▸ Task details:
Word for word, set down the entries that follow.

▸ Source records:
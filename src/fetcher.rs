use std::time::Duration;

use tracing::debug;

use crate::utils::error::{AppError, Result};

/// Retrieves the raw listing HTML. One GET per run, bounded timeout,
/// no retries.
pub struct PageFetcher {
    client: reqwest::Client,
}

impl PageFetcher {
    pub fn new(timeout: Duration) -> Result<Self> {
        let client = reqwest::Client::builder()
            .timeout(timeout)
            .user_agent(concat!("pricewatch/", env!("CARGO_PKG_VERSION")))
            .build()?;
        Ok(Self { client })
    }

    /// A transport failure or timeout surfaces as `AppError::Http`, a non-2xx
    /// response as `AppError::HttpStatus`. Both abort the run.
    pub async fn fetch(&self, url: &str) -> Result<String> {
        debug!(url, "fetching listing page");
        let response = self.client.get(url).send().await?;

        let status = response.status();
        if !status.is_success() {
            return Err(AppError::HttpStatus {
                status: status.as_u16(),
                url: url.to_string(),
            });
        }

        Ok(response.text().await?)
    }
}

▸ Result:
filename src/fetcher.rs
use std::time::Duration;

use tracing::debug;

use crate::utils::error::{AppError, Result};

/// Retrieves the raw listing HTML. One GET per run, bounded timeout,
/// no retries.
pub struct PageFetcher {
    client: reqwest::Client,
}

impl PageFetcher {
    pub fn new(timeout: Duration) -> Result<Self> {
        let client = reqwest::Client::builder()
            .timeout(timeout)
            .user_agent(concat!("pricewatch/", env!("CARGO_PKG_VERSION")))
            .build()?;
        Ok(Self { client })
    }

    /// A transport failure or timeout surfaces as `AppError::Http`, a non-2xx
    /// response as `AppError::HttpStatus`. Both abort the run.
    pub async fn fetch(&self, url: &str) -> Result<String> {
        debug!(url, "fetching listing page");
        let response = self.client.get(url).send().await?;

        let status = response.status();
        if !status.is_success() {
            return Err(AppError::HttpStatus {
                status: status.as_u16(),
                url: url.to_string(),
            });
        }

        Ok(response.text().await?)
    }
}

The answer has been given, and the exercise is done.